== RECORDS TO PROCESS

//! Metrics and observability utilities
//!
//! Prometheus counters with standardized naming conventions.

use metrics::{counter, describe_counter, Unit};

/// Metrics prefix for all CalcTree metrics
pub const METRICS_PREFIX: &str = "calctree";

/// Register all metric descriptions
pub fn register_metrics() {
    describe_counter!(
        format!("{}_calculations_created_total", METRICS_PREFIX),
        Unit::Count,
        "Total calculation nodes created"
    );

    describe_counter!(
        format!("{}_calculations_rejected_total", METRICS_PREFIX),
        Unit::Count,
        "Total calculation requests rejected by a business rule"
    );

    describe_counter!(
        format!("{}_users_registered_total", METRICS_PREFIX),
        Unit::Count,
        "Total users registered"
    );

    describe_counter!(
        format!("{}_logins_total", METRICS_PREFIX),
        Unit::Count,
        "Total login attempts"
    );

    tracing::info!("Metrics registered");
}

/// Record a created calculation node
pub fn record_calculation_created(kind: &'static str) {
    counter!(
        format!("{}_calculations_created_total", METRICS_PREFIX),
        "kind" => kind
    )
    .increment(1);
}

/// Record a calculation rejected by a business rule
pub fn record_calculation_rejected(reason: &'static str) {
    counter!(
        format!("{}_calculations_rejected_total", METRICS_PREFIX),
        "reason" => reason
    )
    .increment(1);
}

/// Record a completed registration
pub fn record_registration() {
    counter!(format!("{}_users_registered_total", METRICS_PREFIX)).increment(1);
}

/// Record a login attempt
pub fn record_login(success: bool) {
    let status = if success { "success" } else { "failure" };
    counter!(
        format!("{}_logins_total", METRICS_PREFIX),
        "status" => status
    )
    .increment(1);
}

#[cfg(test)]
mod tests {
    use super::*;

    #[test]
    fn test_recorders_do_not_panic_without_exporter() {
        register_metrics();
        record_calculation_created("start");
        record_calculation_rejected("division_by_zero");
        record_registration();
        record_login(true);
        record_login(false);
    }
}
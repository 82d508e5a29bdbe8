//! API handlers module

pub mod auth;
pub mod calculations;
pub mod health;

use serde::Serialize;

/// Success envelope used by every API response
#[derive(Debug, Serialize)]
pub struct ApiResponse<T> {
    pub payload: T,
    pub message: String,
}

impl<T> ApiResponse<T> {
    pub fn new(payload: T, message: impl Into<String>) -> Self {
        Self {
            payload,
            message: message.into(),
        }
    }
}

====

__WHAT YOU ARE ASKED TO DO__
Count, in the records above, the lines that contain "payload", and write only the resulting number.

__COMPLETED TASK__
3